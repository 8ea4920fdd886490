//! Property tests for the scoring pipeline invariants.

use chrono::{NaiveDate, NaiveDateTime};
use proptest::prelude::*;
use std::collections::BTreeMap;
use std::sync::Arc;

use sigscan_core::{
    Candle, CandleWindow, Detector, DetectorError, DetectorRegistry, Direction, RawCandidate,
    Regime, SignalEngine, StrategyConfig,
};

fn ts(minute: i64) -> NaiveDateTime {
    NaiveDate::from_ymd_opt(2024, 3, 15)
        .unwrap()
        .and_hms_opt(9, 0, 0)
        .unwrap()
        + chrono::Duration::minutes(minute)
}

fn window() -> CandleWindow {
    let candles = (0..80)
        .map(|i| Candle {
            time: ts(5 * i),
            open: 100.0,
            high: 100.8,
            low: 99.2,
            close: 100.0 + (i % 4) as f64 * 0.05,
        })
        .collect();
    CandleWindow::new(candles).unwrap()
}

fn candidate(family: &str, direction: Direction, strength: f64, minute: i64) -> RawCandidate {
    let mut metadata = BTreeMap::new();
    metadata.insert("rr".to_string(), 2.5);
    RawCandidate {
        detector_id: "scripted".into(),
        family: family.into(),
        direction,
        anchor_price: 100.0,
        anchor_time: ts(minute),
        raw_strength: strength,
        metadata,
    }
}

/// One scripted detector per family so the runner's provenance rewrite keeps
/// the intended family on each candidate.
struct FamilyScripted {
    id: String,
    family: String,
    candidates: Vec<RawCandidate>,
}

impl Detector for FamilyScripted {
    fn id(&self) -> &str {
        &self.id
    }
    fn family(&self) -> &str {
        &self.family
    }
    fn detect(&self, _window: &CandleWindow) -> Result<Vec<RawCandidate>, DetectorError> {
        Ok(self.candidates.clone())
    }
}

fn evaluate_families(
    groups: Vec<(String, Vec<RawCandidate>)>,
    bonus: f64,
    epsilon: f64,
) -> sigscan_core::Evaluation {
    let mut registry = DetectorRegistry::new();
    let mut ids = Vec::new();
    for (n, (family, candidates)) in groups.into_iter().enumerate() {
        let id = format!("scripted_{n}");
        ids.push(id.clone());
        registry
            .register(Arc::new(FamilyScripted {
                id,
                family,
                candidates,
            }))
            .unwrap();
    }
    let engine = SignalEngine::new(Arc::new(registry));
    let mut config = StrategyConfig::new("prop", ids);
    config.min_score = 0.0;
    config.min_rr = 0.0;
    config.confluence_bonus_per_family = bonus;
    config.conflict_epsilon = epsilon;
    engine
        .evaluate_with_regime(&config, &window(), Regime::Range)
        .unwrap()
}

fn arb_strength() -> impl Strategy<Value = f64> {
    (1u32..=1000).prop_map(|n| n as f64 / 1000.0)
}

proptest! {
    /// Same-family candidates in one zone never sum: the combined score is
    /// exactly the strongest member (weights are all 1.0 here).
    #[test]
    fn same_family_never_double_counts(
        strengths in prop::collection::vec(arb_strength(), 1..8),
    ) {
        let candidates: Vec<RawCandidate> = strengths
            .iter()
            .map(|&s| candidate("structure", Direction::Long, s, 200))
            .collect();
        let max = strengths.iter().cloned().fold(f64::MIN, f64::max);

        let evaluation =
            evaluate_families(vec![("structure".to_string(), candidates)], 0.25, 0.05);
        prop_assert_eq!(evaluation.signals.len(), 1);
        prop_assert!((evaluation.signals[0].combined_score - max).abs() < 1e-12);
    }

    /// Adding a weaker candidate from a new family raises the combined score
    /// by exactly the per-family bonus.
    #[test]
    fn new_family_adds_exactly_the_bonus(
        base in arb_strength(),
        extra in arb_strength(),
        bonus in 0.05f64..0.5,
    ) {
        let extra = extra.min(base); // keep the representative stable
        let before = evaluate_families(
            vec![("structure".to_string(), vec![candidate("structure", Direction::Long, base, 200)])],
            bonus,
            0.05,
        );
        let after = evaluate_families(
            vec![
                ("structure".to_string(), vec![candidate("structure", Direction::Long, base, 200)]),
                ("sr".to_string(), vec![candidate("sr", Direction::Long, extra, 200)]),
            ],
            bonus,
            0.05,
        );
        prop_assert_eq!(before.signals.len(), 1);
        prop_assert_eq!(after.signals.len(), 1);
        let delta = after.signals[0].combined_score - before.signals[0].combined_score;
        prop_assert!((delta - bonus).abs() < 1e-9);
    }

    /// Opposing zones within epsilon of each other are both suppressed;
    /// beyond epsilon exactly one survives, and it is the stronger side.
    #[test]
    fn conflict_resolution_respects_epsilon(
        long_strength in arb_strength(),
        short_strength in arb_strength(),
        epsilon in 0.01f64..0.2,
    ) {
        let evaluation = evaluate_families(
            vec![
                ("structure".to_string(), vec![candidate("structure", Direction::Long, long_strength, 200)]),
                ("sr".to_string(), vec![candidate("sr", Direction::Short, short_strength, 200)]),
            ],
            0.0,
            epsilon,
        );
        let diff = (long_strength - short_strength).abs();
        if diff <= epsilon + 1e-12 {
            prop_assert!(evaluation.signals.is_empty());
        } else {
            prop_assert_eq!(evaluation.signals.len(), 1);
            let expect = if long_strength > short_strength {
                Direction::Long
            } else {
                Direction::Short
            };
            prop_assert_eq!(evaluation.signals[0].direction, expect);
        }
    }

    /// Every emitted signal clears the configured floors, and the list is
    /// sorted by descending combined score.
    #[test]
    fn filters_and_ordering_hold(
        strengths in prop::collection::vec(arb_strength(), 0..10),
        min_score in 0.0f64..0.9,
        min_rr in 0.0f64..3.0,
    ) {
        // Spread candidates across separated zones so they do not cluster.
        let candidates: Vec<RawCandidate> = strengths
            .iter()
            .enumerate()
            .map(|(i, &s)| {
                let mut c = candidate("structure", Direction::Long, s, 200);
                c.anchor_price = 100.0 + 5.0 * i as f64;
                c
            })
            .collect();

        let mut registry = DetectorRegistry::new();
        registry
            .register(Arc::new(FamilyScripted {
                id: "scripted_0".into(),
                family: "structure".into(),
                candidates,
            }))
            .unwrap();
        let engine = SignalEngine::new(Arc::new(registry));
        let mut config = StrategyConfig::new("prop", ["scripted_0".to_string()]);
        config.min_score = min_score;
        config.min_rr = min_rr;

        let evaluation = engine
            .evaluate_with_regime(&config, &window(), Regime::Range)
            .unwrap();
        for signal in &evaluation.signals {
            prop_assert!(signal.combined_score >= min_score);
            prop_assert!(signal.risk_reward_ratio >= min_rr);
        }
        for pair in evaluation.signals.windows(2) {
            prop_assert!(pair[0].combined_score >= pair[1].combined_score);
        }
    }

    /// Evaluation is a pure function of its inputs: identical inputs
    /// serialize to identical bytes.
    #[test]
    fn evaluation_is_deterministic(
        strengths in prop::collection::vec(arb_strength(), 0..6),
    ) {
        let candidates: Vec<RawCandidate> = strengths
            .iter()
            .enumerate()
            .map(|(i, &s)| {
                let dir = if i % 2 == 0 { Direction::Long } else { Direction::Short };
                let mut c = candidate("structure", dir, s, 100 + 20 * i as i64);
                c.anchor_price = 100.0 + 2.0 * i as f64;
                c
            })
            .collect();
        let groups = vec![("structure".to_string(), candidates)];
        let first = evaluate_families(groups.clone(), 0.25, 0.05);
        let second = evaluate_families(groups, 0.25, 0.05);
        prop_assert_eq!(
            serde_json::to_string(&first).unwrap(),
            serde_json::to_string(&second).unwrap()
        );
    }
}
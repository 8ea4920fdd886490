//! Candidate and signal types flowing through the scoring pipeline.
//!
//! The pipeline refines in stages: detectors emit [`RawCandidate`]s, the
//! scorer weights them into [`ScoredCandidate`]s, the confluence resolver
//! merges them into [`ResolvedSignal`]s, and the regime/risk filter promotes
//! survivors to [`FinalSignal`]s. Every stage's output is immutable once
//! produced; nothing is shared across evaluations.

use chrono::NaiveDateTime;
use serde::{Deserialize, Serialize};
use std::collections::{BTreeMap, BTreeSet};

use super::regime::Regime;
use super::{DetectorId, Family};

/// Directional bias of a candidate or signal.
#[derive(
    Debug, Clone, Copy, PartialEq, Eq, PartialOrd, Ord, Hash, Serialize, Deserialize,
)]
pub enum Direction {
    Long,
    Short,
}

impl Direction {
    pub fn opposite(&self) -> Direction {
        match self {
            Direction::Long => Direction::Short,
            Direction::Short => Direction::Long,
        }
    }
}

/// Conventional metadata keys detectors use to publish structural levels.
///
/// The engine reads these when deriving entry price and risk/reward; any
/// other keys ride along untouched for downstream consumers.
pub mod meta {
    pub const ENTRY: &str = "entry";
    pub const STOP: &str = "stop";
    pub const TARGET: &str = "target";
    pub const RR: &str = "rr";
}

/// A single detector's raw detection, before any weighting.
///
/// `family` is owned by the detector's registration, not the strategy: it is
/// the taxonomy tag confluence counting runs on. `metadata` carries numeric
/// context (levels, ratios) keyed by convention — see [`meta`].
#[derive(Debug, Clone, PartialEq, Serialize, Deserialize)]
pub struct RawCandidate {
    pub detector_id: DetectorId,
    pub family: Family,
    pub direction: Direction,
    pub anchor_price: f64,
    pub anchor_time: NaiveDateTime,
    /// Detector conviction in [0, 1].
    pub raw_strength: f64,
    pub metadata: BTreeMap<String, f64>,
}

/// A raw candidate with its strategy-weighted score attached.
#[derive(Debug, Clone, PartialEq, Serialize, Deserialize)]
pub struct ScoredCandidate {
    pub candidate: RawCandidate,
    /// `raw_strength × detector_weight × family_weight`.
    pub weighted_score: f64,
}

/// The outcome of merging one or more confluent scored candidates.
///
/// `contributing_families` never contains a family twice: merging candidates
/// from the same family is deduplication, not confluence.
#[derive(Debug, Clone, PartialEq, Serialize, Deserialize)]
pub struct ResolvedSignal {
    pub direction: Direction,
    pub combined_score: f64,
    pub contributing_families: BTreeSet<Family>,
    pub contributing_detectors: BTreeSet<DetectorId>,
    pub entry_price: f64,
    pub risk_reward_ratio: f64,
    pub regime: Regime,
    /// Zone anchor of the cluster's representative candidate, kept for
    /// conflict detection and reporting.
    pub anchor_price: f64,
    pub anchor_time: NaiveDateTime,
}

/// A resolved signal that passed the regime & risk filter. Terminal and
/// immutable; returned to the caller ranked by descending score.
#[derive(Debug, Clone, PartialEq, Serialize, Deserialize)]
pub struct FinalSignal {
    pub direction: Direction,
    pub combined_score: f64,
    pub contributing_families: BTreeSet<Family>,
    pub contributing_detectors: BTreeSet<DetectorId>,
    pub entry_price: f64,
    pub risk_reward_ratio: f64,
    pub regime: Regime,
    pub anchor_price: f64,
    pub anchor_time: NaiveDateTime,
}

impl From<ResolvedSignal> for FinalSignal {
    fn from(signal: ResolvedSignal) -> Self {
        Self {
            direction: signal.direction,
            combined_score: signal.combined_score,
            contributing_families: signal.contributing_families,
            contributing_detectors: signal.contributing_detectors,
            entry_price: signal.entry_price,
            risk_reward_ratio: signal.risk_reward_ratio,
            regime: signal.regime,
            anchor_price: signal.anchor_price,
            anchor_time: signal.anchor_time,
        }
    }
}
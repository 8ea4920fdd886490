//! Candle — the fundamental market data unit — and the validated window over it.

use chrono::NaiveDateTime;
use serde::{Deserialize, Serialize};

/// OHLC candle for a single symbol at a single time step.
#[derive(Debug, Clone, PartialEq, Serialize, Deserialize)]
pub struct Candle {
    pub time: NaiveDateTime,
    pub open: f64,
    pub high: f64,
    pub low: f64,
    pub close: f64,
}

impl Candle {
    /// Basic OHLC sanity check: high >= low, high/low bracket open and close,
    /// all fields finite and positive.
    pub fn is_sane(&self) -> bool {
        let finite = self.open.is_finite()
            && self.high.is_finite()
            && self.low.is_finite()
            && self.close.is_finite();
        finite
            && self.high >= self.low
            && self.high >= self.open
            && self.high >= self.close
            && self.low <= self.open
            && self.low <= self.close
            && self.open > 0.0
            && self.close > 0.0
    }

    /// Absolute size of the candle body.
    pub fn body(&self) -> f64 {
        (self.close - self.open).abs()
    }

    /// Full high-to-low range.
    pub fn range(&self) -> f64 {
        self.high - self.low
    }
}

/// Errors raised while constructing a [`CandleWindow`].
#[derive(Debug, thiserror::Error)]
pub enum CandleError {
    #[error("candle window is empty")]
    Empty,
    #[error("candle at index {index} is out of order ({prev} >= {current})")]
    OutOfOrder {
        index: usize,
        prev: NaiveDateTime,
        current: NaiveDateTime,
    },
    #[error("candle at index {index} failed the OHLC sanity check")]
    Insane { index: usize },
}

/// An immutable, time-ordered candle sequence.
///
/// Ordering is a construction invariant: timestamps are strictly increasing
/// (no duplicates) and every candle passes [`Candle::is_sane`]. Code holding
/// a `CandleWindow` never has to re-check either property.
#[derive(Debug, Clone, Serialize, Deserialize)]
pub struct CandleWindow {
    candles: Vec<Candle>,
}

impl CandleWindow {
    pub fn new(candles: Vec<Candle>) -> Result<Self, CandleError> {
        if candles.is_empty() {
            return Err(CandleError::Empty);
        }
        for (index, candle) in candles.iter().enumerate() {
            if !candle.is_sane() {
                return Err(CandleError::Insane { index });
            }
            if index > 0 {
                let prev = candles[index - 1].time;
                if prev >= candle.time {
                    return Err(CandleError::OutOfOrder {
                        index,
                        prev,
                        current: candle.time,
                    });
                }
            }
        }
        Ok(Self { candles })
    }

    pub fn candles(&self) -> &[Candle] {
        &self.candles
    }

    pub fn len(&self) -> usize {
        self.candles.len()
    }

    pub fn is_empty(&self) -> bool {
        self.candles.is_empty()
    }

    /// The most recent candle. The non-empty invariant makes this total.
    pub fn last(&self) -> &Candle {
        self.candles.last().expect("window is never empty")
    }

    /// Index of the latest candle at or before `time`, or 0 if `time`
    /// precedes the window. Used to convert anchor timestamps into
    /// candle-gap distances for zone overlap tests.
    pub fn index_at_or_before(&self, time: NaiveDateTime) -> usize {
        match self.candles.binary_search_by_key(&time, |c| c.time) {
            Ok(i) => i,
            Err(0) => 0,
            Err(i) => i - 1,
        }
    }
}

_ _ _

# TASK GOAL:
Using the data above, reproduce exactly the lines from the line that contains "(self.close - self.open).abs()" through the line that contains "failed the OHLC", including both.

# SOLVED PROBLEM:
        (self.close - self.open).abs()
    }

    /// Full high-to-low range.
    pub fn range(&self) -> f64 {
        self.high - self.low
    }
}

/// Errors raised while constructing a [`CandleWindow`].
#[derive(Debug, thiserror::Error)]
pub enum CandleError {
    #[error("candle window is empty")]
    Empty,
    #[error("candle at index {index} is out of order ({prev} >= {current})")]
    OutOfOrder {
        index: usize,
        prev: NaiveDateTime,
        current: NaiveDateTime,
    },
    #[error("candle at index {index} failed the OHLC sanity check")]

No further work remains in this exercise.